But you know, the geneticist could still be right. And again, here's where Time has helped to an amazing degree: I have transformed from a pre-Maddy cautious optimist, to a post-Maddy pessimist, to a neo-post-Maddy realist. I no longer think in terms of odds, nor do I "hope" or "wish" or envision things. I now rely on the basic premise of probability, stripped of statistical odds: Either something will happen, or it won't. Either the baby will live, or it will die. I will get in a fatal accident on my way to buy groceries, or I won't. The chicken will catch fire under the broiler, or it won't. And I know for many such an oversimplification probably reeks of negativity and a 50/50 coin flip, but for me, in my circumstances, it has been remarkably freeing to simply let statistics go and deal with the end game. I used to mull over things like genetic testing risks for example, and now I simply throw my hands up: Either it will be fine, or it won't. (I did decide on genetic testing because I don't want any surprises this time around except for the big one at the end, but I certainly didn't sweat the odds of problems arising from said testing.)  And you know, if it isn't, I've been there. I've hence liberated myself from months of stress over minutia, and will simply wait until the end to find out what's going on. Thankfully, I'm a patient person.

Which leads me to Time and the fear factor: I was so completely afraid after Maddy died that I couldn't have sex let alone think about eventually bearing another child. And there was a time after I climbed online and realized all the other ways in which babies die when I wondered how we exist as a species, and how I could ever be talked into that again. I completely understand people who almost grow more fearful rather than comforted after reading other blogs -- just think, you could escape problem A and fall head first into problem B. There are those here who have lost babies more than once. Support groups can be sobering reminders that lightning indeed strikes twice.

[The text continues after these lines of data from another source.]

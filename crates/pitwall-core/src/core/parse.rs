//! Input line parsing.
//!
//! The token before the first space selects the command; everything after
//! that space is one raw argument, spaces included.

/// A recognized operation, or a line for the OS shell.
#[derive(Debug, Clone, PartialEq, Eq)]
pub enum Command {
    Quit,
    Clear,
    List(Option<String>),
    Navigate(Option<String>),
    Telemetry,
    Champions,
    Map(Option<String>),
    Next,
    News,
    SpeedTest,
    Quote,
    Help,
    /// Unrecognized token: the full original line.
    Forward(String),
}

/// Splits a line into its lower-cased token and optional raw argument.
pub fn split_line(line: &str) -> (String, Option<&str>) {
    match line.split_once(' ') {
        Some((token, rest)) => (token.to_lowercase(), Some(rest)),
        None => (line.to_lowercase(), None),
    }
}

/// Strips one pair of matching surrounding quotes.
pub fn strip_quotes(arg: &str) -> &str {
    for quote in ['"', '\''] {
        if arg.len() >= 2 && arg.starts_with(quote) && arg.ends_with(quote) {
            return &arg[1..arg.len() - 1];
        }
    }
    arg
}

/// Parses one input line. Returns `None` for blank lines.
pub fn parse(line: &str) -> Option<Command> {
    if line.trim().is_empty() {
        return None;
    }

    let (token, raw_arg) = split_line(line);
    let arg = || {
        raw_arg
            .map(strip_quotes)
            .filter(|a| !a.is_empty())
            .map(str::to_string)
    };

    let command = match token.as_str() {
        "flag" | "exit" | "quit" | "q" => Command::Quit,
        "clear" => Command::Clear,
        "grid" | "ls" | "dir" => Command::List(arg()),
        "box" | "cd" => Command::Navigate(arg()),
        "telemetry" => Command::Telemetry,
        "champions" => Command::Champions,
        "map" => Command::Map(arg()),
        "next" => Command::Next,
        "news" => Command::News,
        "drs" => Command::SpeedTest,
        "quote" => Command::Quote,
        "radio" | "help" => Command::Help,
        _ => Command::Forward(line.to_string()),
    };
    Some(command)
}
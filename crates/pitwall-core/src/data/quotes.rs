//! Team radio messages.

use crate::screen::Tone;

#[derive(Debug, Clone, Copy, PartialEq, Eq)]
pub struct Quote {
    pub driver: &'static str,
    pub team: &'static str,
    pub message: &'static str,
}

const fn q(driver: &'static str, team: &'static str, message: &'static str) -> Quote {
    Quote {
        driver,
        team,
        message,
    }
}

pub const QUOTES: &[Quote] = &[
    q("Kimi Raikkonen", "Lotus", "Just leave me alone, I know what I'm doing."),
    q(
        "Kimi Raikkonen",
        "Lotus",
        "Yes, yes, yes, I'm doing all the tyres. You don't have to remind me every 10 seconds.",
    ),
    q(
        "Sebastian Vettel",
        "Ferrari",
        "Blue flag! Blue flag! Honestly, what are we doing here?",
    ),
    q("Lewis Hamilton", "Mercedes", "Bono, my tyres are gone!"),
    q("Bono", "Mercedes", "Lewis, It's Hammer Time!"),
    q("Fernando Alonso", "McLaren", "GP2 Engine! GP2 Engine!"),
    q(
        "Fernando Alonso",
        "McLaren",
        "The engine feels good, much slower than before. Amazing",
    ),
    q("Max Verstappen", "Red Bull", "Mate, I have no power! No power!"),
    q("Charles Leclerc", "Ferrari", "I am stupid. I am stupid."),
    q(
        "Charles Leclerc",
        "Ferrari",
        "I have the seat full of water, Team: must be the water..",
    ),
    q(
        "Max Verstappen",
        "Red Bull",
        "This is boring. I should have brought my pillow.",
    ),
    q("Carlos Sainz", "Ferrari", "Smooth Operator! Smooth Operator"),
    q(
        "Lance Stroll",
        "Aston Martin",
        "\"You need to press the OK button Lance , OK button.\" \"I pressed it\" \
         \"You are pressing the Pit confirm button,Lance.\" \"Pit confirm button is the OK button,Brad.\"",
    ),
    q("Valtteri Bottas", "Mercedes", "To whom it may concern, f**k you."),
    q(
        "Toto Wolff",
        "Mercedes",
        "No Mikey, no no Mikey, that was so not right!",
    ),
    q(
        "Lando Norris",
        "McLaren",
        "It's Friday then... then Saturday, Sunday, WHAT?!",
    ),
    q(
        "Sebastian Vettel",
        "Red Bull",
        "There's Something Loose Between My Legs",
    ),
    q("Yuki Tsunoda", "AlphaTauri", "Traffic paradise!"),
    q("Felipe Massa", "Ferrari", "Felipe baby, stay cool."),
    q("Jenson Button", "McLaren", "I'm going to pee in your seat."),
];

/// Livery tone for a team name; unknown teams get green.
pub fn team_tone(team: &str) -> Tone {
    match team {
        "Mercedes" => Tone::Cyan,
        "Red Bull" | "Williams" => Tone::Blue,
        "Ferrari" => Tone::Red,
        "McLaren" => Tone::Orange,
        "Lotus" => Tone::Gold,
        "AlphaTauri" => Tone::White,
        "Alpine" => Tone::Violet,
        _ => Tone::Green,
    }
}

But enough Time has passed that frankly I feel as if I now know all the ways in which babies can die (or at least the big group headings -- sometimes the subgroup can be a surprise). As I wrote to someone recently, I recognize all the bogeymen now. It's not that I feel immune to them, or don't think they won't pop up, it's that I no longer fear them, and they won't surprise me. I see them, lurking there around the corner, and in that way they've totally lost their power. Should one jump out, I'll say, "Oh, it's you," and know exactly who to contact for support. I've mentally walked my way to the end of almost every bad dream, and I'm strangely very comforted by that.

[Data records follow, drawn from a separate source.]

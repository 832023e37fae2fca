//! Display model shared by the dispatcher and the renderers.
//!
//! The dispatcher never writes to stdout directly. It builds [`Line`]s,
//! [`Table`]s and [`Panel`]s and hands them to a [`Screen`]. The terminal
//! renderer lives in the CLI crate; [`RecordingScreen`] captures frames for
//! tests.

/// Named colors used by the pit wall theme.
#[derive(Debug, Clone, Copy, PartialEq, Eq)]
pub enum Tone {
    Red,
    Green,
    Yellow,
    Blue,
    Cyan,
    Magenta,
    White,
    Grey,
    Orange,
    Gold,
    Violet,
}

/// Text attributes for a [`Span`].
#[derive(Debug, Clone, Copy, PartialEq, Eq, Default)]
pub struct Style {
    pub fg: Option<Tone>,
    pub bg: Option<Tone>,
    pub bold: bool,
    pub dim: bool,
    pub italic: bool,
}

impl Style {
    pub const fn new() -> Self {
        Self {
            fg: None,
            bg: None,
            bold: false,
            dim: false,
            italic: false,
        }
    }

    pub const fn fg(mut self, tone: Tone) -> Self {
        self.fg = Some(tone);
        self
    }

    pub const fn bg(mut self, tone: Tone) -> Self {
        self.bg = Some(tone);
        self
    }

    pub const fn bold(mut self) -> Self {
        self.bold = true;
        self
    }

    pub const fn dim(mut self) -> Self {
        self.dim = true;
        self
    }

    pub const fn italic(mut self) -> Self {
        self.italic = true;
        self
    }
}

/// A run of text with a single style.
#[derive(Debug, Clone, PartialEq, Eq)]
pub struct Span {
    pub text: String,
    pub style: Style,
}

impl Span {
    pub fn plain(text: impl Into<String>) -> Self {
        Self {
            text: text.into(),
            style: Style::new(),
        }
    }

    pub fn styled(text: impl Into<String>, style: Style) -> Self {
        Self {
            text: text.into(),
            style,
        }
    }
}

impl From<&str> for Span {
    fn from(text: &str) -> Self {
        Span::plain(text)
    }
}

impl From<String> for Span {
    fn from(text: String) -> Self {
        Span::plain(text)
    }
}

/// One output line made of styled spans.
#[derive(Debug, Clone, PartialEq, Eq, Default)]
pub struct Line {
    pub spans: Vec<Span>,
}

impl Line {
    pub fn new(spans: Vec<Span>) -> Self {
        Self { spans }
    }

    pub fn plain(text: impl Into<String>) -> Self {
        Self::new(vec![Span::plain(text)])
    }

    pub fn styled(text: impl Into<String>, style: Style) -> Self {
        Self::new(vec![Span::styled(text, style)])
    }

    pub fn blank() -> Self {
        Self::default()
    }

    /// Builder: appends a span.
    #[must_use]
    pub fn push(mut self, span: impl Into<Span>) -> Self {
        self.spans.push(span.into());
        self
    }

    /// Concatenated text without styling.
    pub fn text(&self) -> String {
        self.spans.iter().map(|s| s.text.as_str()).collect()
    }
}

impl From<&str> for Line {
    fn from(text: &str) -> Self {
        Line::plain(text)
    }
}

impl From<Span> for Line {
    fn from(span: Span) -> Self {
        Line::new(vec![span])
    }
}

#[derive(Debug, Clone, Copy, PartialEq, Eq, Default)]
pub enum Align {
    #[default]
    Left,
    Center,
    Right,
}

/// Column header definition.
#[derive(Debug, Clone, PartialEq, Eq)]
pub struct Column {
    pub header: String,
    pub align: Align,
}

impl Column {
    pub fn new(header: impl Into<String>) -> Self {
        Self {
            header: header.into(),
            align: Align::Left,
        }
    }

    #[must_use]
    pub fn align(mut self, align: Align) -> Self {
        self.align = align;
        self
    }
}

/// A titled table with header row.
#[derive(Debug, Clone, PartialEq, Eq)]
pub struct Table {
    pub title: Option<String>,
    pub border: Tone,
    pub columns: Vec<Column>,
    pub rows: Vec<Vec<Span>>,
}

impl Table {
    pub fn new(columns: Vec<Column>) -> Self {
        Self {
            title: None,
            border: Tone::Grey,
            columns,
            rows: Vec::new(),
        }
    }

    #[must_use]
    pub fn title(mut self, title: impl Into<String>) -> Self {
        self.title = Some(title.into());
        self
    }

    #[must_use]
    pub fn border(mut self, tone: Tone) -> Self {
        self.border = tone;
        self
    }

    pub fn add_row(&mut self, row: Vec<Span>) {
        self.rows.push(row);
    }
}

/// A framed block of lines with a title.
#[derive(Debug, Clone, PartialEq, Eq)]
pub struct Panel {
    pub title: Option<String>,
    pub subtitle: Option<String>,
    pub border: Tone,
    pub width: Option<u16>,
    pub body: Vec<Line>,
}

impl Panel {
    pub fn new(body: Vec<Line>) -> Self {
        Self {
            title: None,
            subtitle: None,
            border: Tone::Grey,
            width: None,
            body,
        }
    }

    #[must_use]
    pub fn title(mut self, title: impl Into<String>) -> Self {
        self.title = Some(title.into());
        self
    }

    #[must_use]
    pub fn subtitle(mut self, subtitle: impl Into<String>) -> Self {
        self.subtitle = Some(subtitle.into());
        self
    }

    #[must_use]
    pub fn border(mut self, tone: Tone) -> Self {
        self.border = tone;
        self
    }

    #[must_use]
    pub fn width(mut self, width: u16) -> Self {
        self.width = Some(width);
        self
    }
}

/// Key/value row for grid-style panels: right-aligned bold label, then value.
pub fn field(label: &str, width: usize, value: Vec<Span>) -> Line {
    let mut spans = vec![Span::styled(
        format!("{label:>width$}  "),
        Style::new().fg(Tone::White).bold(),
    )];
    spans.extend(value);
    Line::new(spans)
}

/// Output surface the dispatcher renders onto.
pub trait Screen {
    /// Prints one line followed by a newline.
    fn line(&mut self, line: Line);
    fn table(&mut self, table: Table);
    fn panel(&mut self, panel: Panel);
    /// Clears the visible surface.
    fn clear(&mut self);
    /// Prints the prompt without a trailing newline.
    fn prompt(&mut self, prompt: Line);
}

/// Everything a [`RecordingScreen`] has received, in order.
#[derive(Debug, Clone, PartialEq, Eq)]
pub enum Frame {
    Line(Line),
    Table(Table),
    Panel(Panel),
    Clear,
    Prompt(Line),
}

/// Screen that records frames instead of drawing them.
#[derive(Debug, Default)]
pub struct RecordingScreen {
    pub frames: Vec<Frame>,
}

impl RecordingScreen {
    pub fn new() -> Self {
        Self::default()
    }

    /// Plain-text dump of every frame except prompts.
    pub fn text(&self) -> String {
        let mut out = String::new();
        for frame in &self.frames {
            match frame {
                Frame::Line(line) => {
                    out.push_str(&line.text());
                    out.push('\n');
                }
                Frame::Table(table) => {
                    if let Some(title) = &table.title {
                        out.push_str(title);
                        out.push('\n');
                    }
                    for row in &table.rows {
                        let cells: Vec<&str> = row.iter().map(|s| s.text.as_str()).collect();
                        out.push_str(&cells.join(" | "));
                        out.push('\n');
                    }
                }
                Frame::Panel(panel) => {
                    if let Some(title) = &panel.title {
                        out.push_str(title);
                        out.push('\n');
                    }
                    for line in &panel.body {
                        out.push_str(&line.text());
                        out.push('\n');
                    }
                }
                Frame::Clear | Frame::Prompt(_) => {}
            }
        }
        out
    }

    /// Tables received so far.
    pub fn tables(&self) -> Vec<&Table> {
        self.frames
            .iter()
            .filter_map(|f| match f {
                Frame::Table(t) => Some(t),
                _ => None,
            })
            .collect()
    }

    pub fn prompts(&self) -> Vec<String> {
        self.frames
            .iter()
            .filter_map(|f| match f {
                Frame::Prompt(p) => Some(p.text()),
                _ => None,
            })
            .collect()
    }

    pub fn reset(&mut self) {
        self.frames.clear();
    }
}

impl Screen for RecordingScreen {
    fn line(&mut self, line: Line) {
        self.frames.push(Frame::Line(line));
    }

    fn table(&mut self, table: Table) {
        self.frames.push(Frame::Table(table));
    }

    fn panel(&mut self, panel: Panel) {
        self.frames.push(Frame::Panel(panel));
    }

    fn clear(&mut self) {
        self.frames.push(Frame::Clear);
    }

    fn prompt(&mut self, prompt: Line) {
        self.frames.push(Frame::Prompt(prompt));
    }
}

I want to put in an aside here that is too important for parenthesis: Some people here are dealing with the odds and the fear that not only will future babies be at risk, but their own lives as well. There are women reading here who (sometimes barely) averted death due to preeclampsia (and other complications), and the odds of recurrence of that particular problem go up steeply. I consider myself thankful that when I ponder my outcomes, I am alive at the end of each -- in fact, it was a huge factor in my ability to move forward. My worst case scenario has already been lived through, and I feel confident that I can and will make it through intact again should I have to. Others do not have this luxury of (at the very least) being able to envision themselves at the end of a process that goes horribly awry for the second time. And that is a whole other debate and discussion and risk taking endeavor that Time probably does nothing to ease. If you've had to make a subsequent decision that involves your life, I -- and I'm sure others -- welcome hearing from you in the comments.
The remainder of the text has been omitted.